Ukraine and Russia blamed each other yesterday for a surge in fighting in eastern Ukraine in recent days that has led to the highest casualty toll in weeks and cut off power and water to thousands of civilians on the front line.
The Ukrainian military and Russian-backed separatists accuse each other of launching offensives in the government-held industrial town of Avdiivka and firing heavy artillery in defiance of the two-year-old Minsk ceasefire deal.
Eight Ukrainian troops have been killed and 26 wounded since fighting intensified on Sunday – the heaviest losses for the military since mid-December, according to government figures.
“The current escalation in Donbass is a clear indication of Russia’s continued blatant disregard of its commitments under the Minsk agreements with a view of preventing the stabilisation of the situation,” Ukraine’s foreign ministry said in a statement.
The peace deal was agreed in February 2015, but international security monitors report ceasefire violations on a daily basis, including regular gun and mortar fire.
The latest clashes mark the first significant escalation in Ukraine since the inauguration of US President Donald Trump, whose call for better relations with Moscow has alarmed Kiev while the conflict remains unresolved.
Ukrainian President Petro Poroshenko underscored the urgency of the situation by cutting short a visit to Berlin on Monday and convened an emergency meeting of his National Security and Defence Council.
Ukrainian authorities said that they were prepared for a possible evacuation of Avdiivka’s 16,000 residents, many of whom have little or no access to utilities after shelling hit supply infrastructure.
“Right now, there is no power. We have not resolved problems with heating homes, and the gas pipe has been shattered,” local Ukrainian army unit spokeswoman Olena Mokrynchuk told AFP.
The town’s military administrator Freedon Vekua told AFP he was preparing for a possible evacuation of the town that sits just north of the rebels’ de facto capital of Donetsk because of the power outage.
“The issue of an evacuation has not been decided fully. We see it as our very last resort because there is still a chance of restoring heating,” said Vekua.
The town’s heating is provided by a coke plant that has been heavily damaged by the falling shells.
Plant director Musa Magomedov said it would be incredibly difficult to resume gas production were the factory’s generators shut down.
That would leave Avdiivka without a source of local power and uncertainty about its future.

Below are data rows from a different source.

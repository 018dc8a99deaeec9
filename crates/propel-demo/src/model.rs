#![forbid(unsafe_code)]

//! Profile view-model used by the demo scenarios.
//!
//! A [`Person`] has a name, an email, a derived display line and an optional
//! home [`Address`]. [`ProfileForm`] wraps a person together with a save
//! command whose enablement follows the person's name.

use std::cell::{Cell, RefCell};
use std::rc::Rc;

use propel_core::Source;
use propel_runtime::{
    AsyncCommand, Link, ObjectConfig, ObjectType, Property, Reactive, ReactiveObject,
};

pub static PERSON: ObjectType = ObjectType::new("Person");
pub static ADDRESS: ObjectType = ObjectType::new("Address");

pub static NAME: Property<String> = Property::new(&PERSON, "name");
pub static EMAIL: Property<String> = Property::new(&PERSON, "email");
pub static DISPLAY: Property<String> = Property::new(&PERSON, "display");
pub static HOME: Property<Link<Address>> = Property::link(&PERSON, "home");

pub static CITY: Property<String> = Property::new(&ADDRESS, "city");

pub struct Person {
    object: ReactiveObject,
}

impl Person {
    pub fn new(config: &ObjectConfig) -> Rc<Self> {
        let object = ReactiveObject::with_config(&PERSON, config);
        object.derive(&DISPLAY, &[NAME.id(), EMAIL.id()], |person| {
            display_line(&person.get(&NAME), &person.get(&EMAIL))
        });
        Rc::new(Self { object })
    }

    pub fn name(&self) -> String {
        self.object.get(&NAME)
    }

    pub fn set_name(&self, name: impl Into<String>) {
        self.object.set(&NAME, name.into());
    }

    pub fn email(&self) -> String {
        self.object.get(&EMAIL)
    }

    pub fn set_email(&self, email: impl Into<String>) {
        self.object.set(&EMAIL, email.into());
    }

    pub fn display(&self) -> String {
        self.object.get(&DISPLAY)
    }

    pub fn home(&self) -> Link<Address> {
        self.object.get(&HOME)
    }

    pub fn set_home(&self, home: Option<&Rc<Address>>) {
        self.object.set(&HOME, Link::from(home.cloned()));
    }
}

impl Reactive for Person {
    fn object_type() -> &'static ObjectType {
        &PERSON
    }

    fn reactive(&self) -> &ReactiveObject {
        &self.object
    }
}

pub struct Address {
    object: ReactiveObject,
}

impl Address {
    pub fn new(config: &ObjectConfig, city: impl Into<String>) -> Rc<Self> {
        let address = Rc::new(Self {
            object: ReactiveObject::with_config(&ADDRESS, config),
        });
        address.set_city(city);
        address
    }

    pub fn city(&self) -> String {
        self.object.get(&CITY)
    }

    pub fn set_city(&self, city: impl Into<String>) {
        self.object.set(&CITY, city.into());
    }
}

impl Reactive for Address {
    fn object_type() -> &'static ObjectType {
        &ADDRESS
    }

    fn reactive(&self) -> &ReactiveObject {
        &self.object
    }
}

fn display_line(name: &str, email: &str) -> String {
    match (name.is_empty(), email.is_empty()) {
        (true, _) => String::new(),
        (false, true) => name.to_owned(),
        (false, false) => format!("{name} <{email}>"),
    }
}

/// What the save command persists.
#[derive(Debug, Clone, PartialEq, Eq)]
pub struct ProfileDraft {
    pub name: String,
    pub email: String,
    pub city: Option<String>,
}

impl ProfileDraft {
    pub fn capture(person: &Person) -> Self {
        Self {
            name: person.name(),
            email: person.email(),
            city: person.home().get().map(|home| home.city()),
        }
    }
}

#[derive(Debug, thiserror::Error)]
#[error("profile backend unavailable")]
pub struct BackendUnavailable;

/// In-memory stand-in for a profile backend.
#[derive(Default)]
pub struct ProfileRepository {
    saved: RefCell<Vec<ProfileDraft>>,
    failures_left: Cell<u32>,
}

impl ProfileRepository {
    /// A repository whose first `n` saves fail.
    pub fn failing(n: u32) -> Rc<Self> {
        let repository = Self::default();
        repository.failures_left.set(n);
        Rc::new(repository)
    }

    pub fn save(&self, draft: ProfileDraft) -> Result<(), BackendUnavailable> {
        let left = self.failures_left.get();
        if left > 0 {
            self.failures_left.set(left - 1);
            return Err(BackendUnavailable);
        }
        self.saved.borrow_mut().push(draft);
        Ok(())
    }

    pub fn saved(&self) -> Vec<ProfileDraft> {
        self.saved.borrow().clone()
    }
}

pub struct ProfileForm {
    pub person: Rc<Person>,
    pub save: AsyncCommand<(), bool>,
}

impl ProfileForm {
    /// The save command is enabled while the name is non-empty.
    pub fn new(config: &ObjectConfig, repository: Rc<ProfileRepository>) -> Self {
        let person = Person::new(config);
        let target = Rc::downgrade(&person);
        let enabled = person
            .object
            .observe_value(&NAME)
            .map(|name: &String| !name.trim().is_empty());
        let save = AsyncCommand::builder(move |(): ()| {
            let draft = target.upgrade().map(|person| ProfileDraft::capture(&person));
            let repository = Rc::clone(&repository);
            async move {
                match draft {
                    Some(draft) => repository.save(draft).map(|()| true),
                    None => Ok(false),
                }
            }
        })
        .can_execute(enabled)
        .label("save-profile")
        .build();
        person.object.register(save.clone());
        Self { person, save }
    }
}

#[cfg(test)]
mod tests {
    use super::*;
    use futures::executor::block_on;

    #[test]
    fn display_follows_name_and_email() {
        let person = Person::new(&ObjectConfig::default());
        assert_eq!(person.display(), "");
        person.set_name("Ada");
        assert_eq!(person.display(), "Ada");
        person.set_email("ada@example.org");
        assert_eq!(person.display(), "Ada <ada@example.org>");
    }

    #[test]
    fn draft_captures_the_linked_city() {
        let config = ObjectConfig::default();
        let person = Person::new(&config);
        person.set_name("Grace");
        assert_eq!(ProfileDraft::capture(&person).city, None);
        let home = Address::new(&config, "Arlington");
        person.set_home(Some(&home));
        assert_eq!(ProfileDraft::capture(&person).city.as_deref(), Some("Arlington"));
    }

    #[test]
    fn save_requires_a_name() {
        let repository = Rc::new(ProfileRepository::default());
        let form = ProfileForm::new(&ObjectConfig::default(), Rc::clone(&repository));
        assert!(!block_on(form.save.invoke(())));
        form.person.set_name("Ada");
        assert!(block_on(form.save.invoke(())));
        assert_eq!(repository.saved().len(), 1);
    }

    #[test]
    fn disposing_the_person_disposes_its_command() {
        let form = ProfileForm::new(&ObjectConfig::default(), Rc::new(ProfileRepository::default()));
        form.person.object.dispose();
        assert!(form.save.is_disposed());
    }

    #[test]
    fn failing_repository_recovers() {
        let repository = ProfileRepository::failing(1);
        let draft = ProfileDraft {
            name: "Ada".into(),
            email: String::new(),
            city: None,
        };
        assert!(repository.save(draft.clone()).is_err());
        assert!(repository.save(draft).is_ok());
        assert_eq!(repository.saved().len(), 1);
    }
}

The fighting has prevented repairs being carried out, Magomedov said.
The International Committee of the Red Cross’s Ukraine delegation tweeted that there was no water, electricity or heating in the town and the temperature was -18° Celsius.
“Hostilities continue and people start to lose hope,” it added.
Meanwhile, Russia’s foreign ministry said Ukrainian government troops had launched deadly offensives on rebel positions and warned that the region was “on the verge of humanitarian and ecological catastrophe”.
Earlier, Kremlin spokesman Dmitry Peskov accused the Ukrainian authorities of organising the attacks as a ruse to try to distract attention from domestic and other problems.
He said the Kremlin was “extremely worried” but had “reliable information” that renegade units of pro-Kiev fighters were in fact responsible for the initial attacks.
However, an AFP reporter saw the separatists shell the town of about 20,000 people with repeated rounds of Grad multiple rocket systems and artillery fire from the early morning.
Close to 10,000 people have been killed since fighting between Ukrainian troops and rebels seeking independence from Kiev erupted in April 2014.
Ukraine and Nato accuse the Kremlin of supporting the rebels with troops and weapons.
The Kremlin denies backing the insurgents and only admits that Russian “volunteers” and off-duty soldiers have entered the warzone of their own free will.
The US and European Union have imposed sanctions on Russia over the conflict, as well as for its annexation of Crimea.